Nel 332 Alessandro conquistò la regione, che quindi passò sotto il dominio dei Tolomei e poi dei Seleucidi; nel 174 con la rivolta dei Maccabei la Giudea iniziò ad avere una relativa indipendenza, che avrebbe progressivamente perduto con l’arrivo dei Romani. Nel 70 dell’era volgare il Tempio di Gerusalemme venne distrutto da Tito; nel 135 l’ultima rivolta giudaica contro i Romani fu definitivamente domata nella repressione più brutale.

Da allora gli ebrei non ebbero più unità statale, e si dispersero progressivamente per il mondo. In verità la Diaspora, la dispersione degli ebrei, era già una realtà nel primo secolo prima dell’era volgare, ma con la distruzione del Tempio e la perdita dell’indipendenza politica ebraica divenne una condizione negativa e inevitabile, senza tutela giuridica e quindi sempre più contrassegnata da discriminazioni, sofferenze e persecuzioni.

Con il trionfo politico del cristianesimo, agli inizi del quarto secolo, i rapporti di questo con l’ebraismo, tesi fin dalle origini, si tradussero nella formulazione, sempre più sistematica, di una ideologia oppositoria e quindi di sistemi giuridici di vessazione e avvilimento. Secondo il Cristianesimo il ruolo dell’ebraismo si era esaurito con l’avvento di Gesù, il Messia annunciato dalle scritture bibliche; da allora l’ebraismo non poteva essere altro che una parvenza di sé stesso, al quale tutt’al più poteva essere riconosciuto il ruolo di testimone inconsapevole della verità del Cristianesimo, e come tale, almeno parzialmente, tollerato in attesa della sua conversione.

La civiltà cristiana espresse di conseguenza nei confronti dell’ebraismo una ideologia molto poco tollerante, e nei fatti ciò produsse nel corso dei secoli discriminazioni, espulsioni e massacri.

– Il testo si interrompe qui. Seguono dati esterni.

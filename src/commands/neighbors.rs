//! Neighbor lookup command
//!
//! Lists the words one letter-change away from a given word.

use crate::core::Word;
use crate::graph::LadderGraph;

/// Result of a neighbor lookup
pub struct NeighborsResult {
    pub word: String,
    pub neighbors: Vec<String>,
}

/// Look up the neighbors of a word
///
/// # Errors
///
/// Returns an error if the word is not in the filtered word list.
pub fn find_neighbors(
    word: &str,
    words: &[Word],
    graph: &LadderGraph,
) -> Result<NeighborsResult, String> {
    let word_obj = Word::new(word);

    if !words.contains(&word_obj) {
        return Err(format!("Word '{word}' not in word list"));
    }

    Ok(NeighborsResult {
        word: word.to_string(),
        neighbors: graph
            .neighbors(&word_obj)
            .iter()
            .map(|w| w.text().to_string())
            .collect(),
    })
}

Diverso per molti aspetti fu il rapporto con la religione Islamica, che fu capace di elaborare nei confronti dell’ebraismo un sistema di relativa tolleranza, nel quale pure vi furono espulsioni e massacri, ma in misura relativamente modesta se confrontati con quelli della storia cristiana. In ogni caso la tolleranza musulmana arrivò a tollerare l’ebreo in quanto diverso, di rispettabili origini, ma pur sempre come sottomesso, mai come persona di pari dignità.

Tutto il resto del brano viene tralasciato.